# ACTIVITY:
After finding the line containing "recorder, binds the" below, please output that line and each following one through the line containing "pub const DESTINATION_LABEL: &str", exactly as written.

··· ENTRIES PROVIDED

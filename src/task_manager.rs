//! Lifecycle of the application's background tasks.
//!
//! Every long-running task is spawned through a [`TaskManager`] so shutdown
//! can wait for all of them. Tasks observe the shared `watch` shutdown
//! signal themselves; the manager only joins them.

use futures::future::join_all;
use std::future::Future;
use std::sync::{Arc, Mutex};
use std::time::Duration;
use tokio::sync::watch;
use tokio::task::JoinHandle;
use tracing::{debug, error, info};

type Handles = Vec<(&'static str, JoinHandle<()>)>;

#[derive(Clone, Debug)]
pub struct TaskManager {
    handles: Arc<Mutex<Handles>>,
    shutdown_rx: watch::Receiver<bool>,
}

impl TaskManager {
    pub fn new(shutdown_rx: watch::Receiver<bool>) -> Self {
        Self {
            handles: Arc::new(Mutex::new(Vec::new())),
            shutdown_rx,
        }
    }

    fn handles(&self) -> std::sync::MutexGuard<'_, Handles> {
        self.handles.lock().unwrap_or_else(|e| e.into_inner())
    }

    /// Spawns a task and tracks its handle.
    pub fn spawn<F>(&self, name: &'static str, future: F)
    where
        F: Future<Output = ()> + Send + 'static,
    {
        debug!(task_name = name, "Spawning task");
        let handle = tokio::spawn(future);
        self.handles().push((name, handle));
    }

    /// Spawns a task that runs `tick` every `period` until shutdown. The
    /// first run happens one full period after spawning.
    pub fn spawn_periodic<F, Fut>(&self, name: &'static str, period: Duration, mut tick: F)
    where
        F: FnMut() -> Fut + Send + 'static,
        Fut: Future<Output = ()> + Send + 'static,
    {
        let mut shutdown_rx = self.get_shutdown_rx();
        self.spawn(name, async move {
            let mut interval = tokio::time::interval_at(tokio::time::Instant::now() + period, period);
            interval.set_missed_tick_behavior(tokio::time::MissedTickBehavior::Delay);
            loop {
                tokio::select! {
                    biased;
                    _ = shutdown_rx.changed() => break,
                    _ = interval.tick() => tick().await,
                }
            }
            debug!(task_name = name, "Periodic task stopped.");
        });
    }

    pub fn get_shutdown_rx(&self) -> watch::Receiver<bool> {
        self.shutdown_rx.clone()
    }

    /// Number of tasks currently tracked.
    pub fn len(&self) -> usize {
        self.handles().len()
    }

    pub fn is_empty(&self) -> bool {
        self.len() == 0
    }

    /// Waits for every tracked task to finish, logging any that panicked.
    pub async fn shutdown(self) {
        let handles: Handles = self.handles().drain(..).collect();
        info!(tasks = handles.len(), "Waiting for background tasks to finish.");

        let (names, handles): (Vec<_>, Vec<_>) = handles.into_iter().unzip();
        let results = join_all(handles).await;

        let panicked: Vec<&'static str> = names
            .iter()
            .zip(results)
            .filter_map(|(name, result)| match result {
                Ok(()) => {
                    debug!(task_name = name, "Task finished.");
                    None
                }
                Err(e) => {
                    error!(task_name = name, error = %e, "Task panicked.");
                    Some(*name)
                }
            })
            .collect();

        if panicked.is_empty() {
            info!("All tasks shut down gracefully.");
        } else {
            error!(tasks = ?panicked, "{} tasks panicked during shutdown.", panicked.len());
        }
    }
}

······
··· ENTRIES PROVIDED

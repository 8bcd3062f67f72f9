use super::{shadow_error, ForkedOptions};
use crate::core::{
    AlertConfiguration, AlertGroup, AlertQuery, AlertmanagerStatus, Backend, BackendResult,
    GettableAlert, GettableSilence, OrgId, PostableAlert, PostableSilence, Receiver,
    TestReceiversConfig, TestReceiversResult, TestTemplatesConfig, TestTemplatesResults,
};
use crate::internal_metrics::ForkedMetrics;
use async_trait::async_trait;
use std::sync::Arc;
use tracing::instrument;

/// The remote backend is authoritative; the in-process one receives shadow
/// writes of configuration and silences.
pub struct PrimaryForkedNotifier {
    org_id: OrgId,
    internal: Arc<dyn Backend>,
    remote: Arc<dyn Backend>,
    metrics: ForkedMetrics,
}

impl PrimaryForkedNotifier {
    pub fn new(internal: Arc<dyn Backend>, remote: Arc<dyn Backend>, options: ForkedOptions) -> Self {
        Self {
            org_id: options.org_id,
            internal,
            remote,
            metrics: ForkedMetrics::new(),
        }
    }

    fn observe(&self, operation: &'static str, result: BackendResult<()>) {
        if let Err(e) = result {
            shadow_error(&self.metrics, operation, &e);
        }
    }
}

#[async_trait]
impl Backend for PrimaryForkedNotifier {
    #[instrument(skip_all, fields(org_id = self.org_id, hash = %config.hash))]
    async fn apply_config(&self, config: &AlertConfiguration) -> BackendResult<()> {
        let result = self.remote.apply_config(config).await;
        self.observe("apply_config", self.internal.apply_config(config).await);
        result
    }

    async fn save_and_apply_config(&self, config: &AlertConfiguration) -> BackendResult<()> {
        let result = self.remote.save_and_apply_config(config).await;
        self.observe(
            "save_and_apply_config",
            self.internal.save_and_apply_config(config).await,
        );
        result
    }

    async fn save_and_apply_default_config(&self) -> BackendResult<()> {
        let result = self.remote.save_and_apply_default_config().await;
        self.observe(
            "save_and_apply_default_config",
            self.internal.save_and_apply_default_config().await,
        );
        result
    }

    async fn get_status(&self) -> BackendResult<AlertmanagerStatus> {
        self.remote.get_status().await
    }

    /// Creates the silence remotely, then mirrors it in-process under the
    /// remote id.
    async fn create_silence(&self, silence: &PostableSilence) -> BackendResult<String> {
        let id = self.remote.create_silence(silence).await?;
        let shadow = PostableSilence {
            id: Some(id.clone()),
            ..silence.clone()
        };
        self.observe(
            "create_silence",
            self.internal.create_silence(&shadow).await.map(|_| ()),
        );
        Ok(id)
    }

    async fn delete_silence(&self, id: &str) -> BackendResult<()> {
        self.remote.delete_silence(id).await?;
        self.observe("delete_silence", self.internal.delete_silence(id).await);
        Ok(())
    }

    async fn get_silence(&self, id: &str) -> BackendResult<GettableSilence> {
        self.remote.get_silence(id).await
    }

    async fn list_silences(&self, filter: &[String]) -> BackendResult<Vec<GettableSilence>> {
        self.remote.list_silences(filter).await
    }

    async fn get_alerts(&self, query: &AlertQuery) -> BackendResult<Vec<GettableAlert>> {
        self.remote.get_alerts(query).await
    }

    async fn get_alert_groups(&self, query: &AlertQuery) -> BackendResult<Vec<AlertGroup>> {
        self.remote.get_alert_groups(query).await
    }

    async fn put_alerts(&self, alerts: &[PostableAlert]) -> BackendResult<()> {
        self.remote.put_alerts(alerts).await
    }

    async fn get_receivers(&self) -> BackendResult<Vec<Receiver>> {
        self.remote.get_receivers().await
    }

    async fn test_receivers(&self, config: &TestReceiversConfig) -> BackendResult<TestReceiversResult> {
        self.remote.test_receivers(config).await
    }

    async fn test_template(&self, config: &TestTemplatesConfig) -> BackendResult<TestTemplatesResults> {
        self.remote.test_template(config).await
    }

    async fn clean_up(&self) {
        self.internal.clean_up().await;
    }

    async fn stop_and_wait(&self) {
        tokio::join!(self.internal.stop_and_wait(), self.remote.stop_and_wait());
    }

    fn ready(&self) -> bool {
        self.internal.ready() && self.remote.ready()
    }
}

······
··· ENTRIES PROVIDED

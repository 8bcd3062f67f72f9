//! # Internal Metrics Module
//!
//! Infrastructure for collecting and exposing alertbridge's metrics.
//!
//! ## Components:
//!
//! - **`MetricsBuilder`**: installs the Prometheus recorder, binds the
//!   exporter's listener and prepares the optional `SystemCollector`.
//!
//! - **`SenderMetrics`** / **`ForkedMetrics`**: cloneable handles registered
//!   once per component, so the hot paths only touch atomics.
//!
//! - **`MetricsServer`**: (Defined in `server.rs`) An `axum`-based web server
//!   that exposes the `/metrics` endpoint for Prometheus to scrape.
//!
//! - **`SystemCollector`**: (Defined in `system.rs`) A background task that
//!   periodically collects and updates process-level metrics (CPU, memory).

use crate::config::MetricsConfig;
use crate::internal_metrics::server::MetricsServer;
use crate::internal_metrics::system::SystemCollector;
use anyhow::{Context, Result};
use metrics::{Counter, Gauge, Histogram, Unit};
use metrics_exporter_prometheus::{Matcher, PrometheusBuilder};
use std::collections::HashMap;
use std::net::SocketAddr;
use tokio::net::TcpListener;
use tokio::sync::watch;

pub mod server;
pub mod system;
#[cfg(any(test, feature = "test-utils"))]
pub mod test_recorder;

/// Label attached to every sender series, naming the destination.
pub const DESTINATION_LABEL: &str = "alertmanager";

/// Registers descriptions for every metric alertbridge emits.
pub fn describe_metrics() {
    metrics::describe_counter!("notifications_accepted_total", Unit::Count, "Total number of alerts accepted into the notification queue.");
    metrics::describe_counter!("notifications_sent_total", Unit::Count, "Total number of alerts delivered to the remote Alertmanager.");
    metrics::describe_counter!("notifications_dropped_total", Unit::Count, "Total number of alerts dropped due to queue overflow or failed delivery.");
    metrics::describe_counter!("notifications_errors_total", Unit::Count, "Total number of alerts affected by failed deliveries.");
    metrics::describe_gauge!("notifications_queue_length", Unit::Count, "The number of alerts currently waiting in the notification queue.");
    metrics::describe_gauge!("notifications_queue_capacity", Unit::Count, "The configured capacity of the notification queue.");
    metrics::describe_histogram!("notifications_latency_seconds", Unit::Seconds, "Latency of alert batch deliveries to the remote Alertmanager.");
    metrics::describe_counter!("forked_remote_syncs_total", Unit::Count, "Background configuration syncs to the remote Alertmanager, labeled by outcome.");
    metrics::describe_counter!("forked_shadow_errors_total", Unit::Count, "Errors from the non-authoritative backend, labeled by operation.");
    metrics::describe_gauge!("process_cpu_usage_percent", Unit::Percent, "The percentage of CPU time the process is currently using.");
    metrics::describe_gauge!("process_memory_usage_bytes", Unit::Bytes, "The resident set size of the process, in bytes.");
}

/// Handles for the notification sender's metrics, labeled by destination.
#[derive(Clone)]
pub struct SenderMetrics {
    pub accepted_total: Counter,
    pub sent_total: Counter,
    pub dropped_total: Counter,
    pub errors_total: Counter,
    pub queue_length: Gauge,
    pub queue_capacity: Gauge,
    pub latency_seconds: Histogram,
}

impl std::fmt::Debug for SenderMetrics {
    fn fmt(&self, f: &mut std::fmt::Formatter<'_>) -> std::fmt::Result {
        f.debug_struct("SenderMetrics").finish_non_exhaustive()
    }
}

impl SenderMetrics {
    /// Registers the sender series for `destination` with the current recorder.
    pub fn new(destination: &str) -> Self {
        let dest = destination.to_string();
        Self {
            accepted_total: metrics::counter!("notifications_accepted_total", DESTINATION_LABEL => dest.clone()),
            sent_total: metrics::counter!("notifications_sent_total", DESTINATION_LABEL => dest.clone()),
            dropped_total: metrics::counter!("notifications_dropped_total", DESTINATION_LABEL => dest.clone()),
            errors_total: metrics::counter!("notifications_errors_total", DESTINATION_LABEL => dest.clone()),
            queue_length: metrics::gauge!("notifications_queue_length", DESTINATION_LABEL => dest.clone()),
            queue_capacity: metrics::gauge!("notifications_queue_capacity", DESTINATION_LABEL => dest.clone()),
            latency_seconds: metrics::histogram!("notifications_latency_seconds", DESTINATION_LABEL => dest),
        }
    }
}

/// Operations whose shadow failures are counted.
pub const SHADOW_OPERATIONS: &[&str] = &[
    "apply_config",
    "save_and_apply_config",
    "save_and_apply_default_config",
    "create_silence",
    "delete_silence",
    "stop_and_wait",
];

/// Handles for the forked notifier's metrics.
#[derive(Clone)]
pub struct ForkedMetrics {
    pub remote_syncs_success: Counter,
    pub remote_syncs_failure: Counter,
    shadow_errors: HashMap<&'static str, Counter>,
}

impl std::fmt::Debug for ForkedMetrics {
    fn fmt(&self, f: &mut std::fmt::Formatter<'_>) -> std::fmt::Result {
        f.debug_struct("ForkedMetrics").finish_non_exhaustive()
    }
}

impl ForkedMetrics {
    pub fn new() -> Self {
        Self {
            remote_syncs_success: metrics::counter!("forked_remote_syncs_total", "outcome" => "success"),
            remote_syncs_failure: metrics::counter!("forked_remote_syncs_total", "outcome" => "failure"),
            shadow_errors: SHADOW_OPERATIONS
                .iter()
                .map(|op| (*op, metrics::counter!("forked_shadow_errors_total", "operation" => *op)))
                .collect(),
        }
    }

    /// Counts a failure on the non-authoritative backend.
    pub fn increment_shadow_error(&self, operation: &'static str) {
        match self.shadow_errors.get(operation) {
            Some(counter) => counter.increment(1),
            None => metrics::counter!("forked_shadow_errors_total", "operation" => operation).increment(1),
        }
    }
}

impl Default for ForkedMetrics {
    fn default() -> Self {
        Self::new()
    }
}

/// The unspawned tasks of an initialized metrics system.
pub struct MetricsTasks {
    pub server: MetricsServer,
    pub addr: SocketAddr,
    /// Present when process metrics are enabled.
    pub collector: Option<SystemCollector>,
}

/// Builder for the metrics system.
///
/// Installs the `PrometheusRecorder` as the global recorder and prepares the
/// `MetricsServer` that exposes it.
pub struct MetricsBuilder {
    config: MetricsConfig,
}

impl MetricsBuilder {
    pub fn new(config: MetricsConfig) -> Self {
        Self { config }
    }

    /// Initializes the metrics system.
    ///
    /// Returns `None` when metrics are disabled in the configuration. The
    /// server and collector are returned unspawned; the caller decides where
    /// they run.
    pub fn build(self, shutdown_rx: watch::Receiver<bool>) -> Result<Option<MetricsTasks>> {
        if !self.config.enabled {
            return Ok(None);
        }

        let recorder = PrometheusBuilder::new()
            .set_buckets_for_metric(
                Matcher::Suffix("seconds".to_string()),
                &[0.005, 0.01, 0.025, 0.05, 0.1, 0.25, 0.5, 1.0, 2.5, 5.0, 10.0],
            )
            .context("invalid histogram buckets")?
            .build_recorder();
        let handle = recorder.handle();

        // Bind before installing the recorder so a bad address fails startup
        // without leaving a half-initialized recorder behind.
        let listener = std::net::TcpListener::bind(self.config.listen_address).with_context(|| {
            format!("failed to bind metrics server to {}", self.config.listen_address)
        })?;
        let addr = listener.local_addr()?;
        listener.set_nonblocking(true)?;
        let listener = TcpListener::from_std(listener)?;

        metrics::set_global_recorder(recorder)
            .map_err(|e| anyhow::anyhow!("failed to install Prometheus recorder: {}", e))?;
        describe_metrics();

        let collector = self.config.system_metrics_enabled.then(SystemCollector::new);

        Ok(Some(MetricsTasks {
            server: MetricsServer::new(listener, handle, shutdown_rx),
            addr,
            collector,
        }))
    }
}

······

# TASK SOLUTION:
//! - **`MetricsBuilder`**: installs the Prometheus recorder, binds the
//!   exporter's listener and prepares the optional `SystemCollector`.
//!
//! - **`SenderMetrics`** / **`ForkedMetrics`**: cloneable handles registered
//!   once per component, so the hot paths only touch atomics.
//!
//! - **`MetricsServer`**: (Defined in `server.rs`) An `axum`-based web server
//!   that exposes the `/metrics` endpoint for Prometheus to scrape.
//!
//! - **`SystemCollector`**: (Defined in `system.rs`) A background task that
//!   periodically collects and updates process-level metrics (CPU, memory).

use crate::config::MetricsConfig;
use crate::internal_metrics::server::MetricsServer;
use crate::internal_metrics::system::SystemCollector;
use anyhow::{Context, Result};
use metrics::{Counter, Gauge, Histogram, Unit};
use metrics_exporter_prometheus::{Matcher, PrometheusBuilder};
use std::collections::HashMap;
use std::net::SocketAddr;
use tokio::net::TcpListener;
use tokio::sync::watch;

pub mod server;
pub mod system;
#[cfg(any(test, feature = "test-utils"))]
pub mod test_recorder;

/// Label attached to every sender series, naming the destination.
pub const DESTINATION_LABEL: &str = "alertmanager";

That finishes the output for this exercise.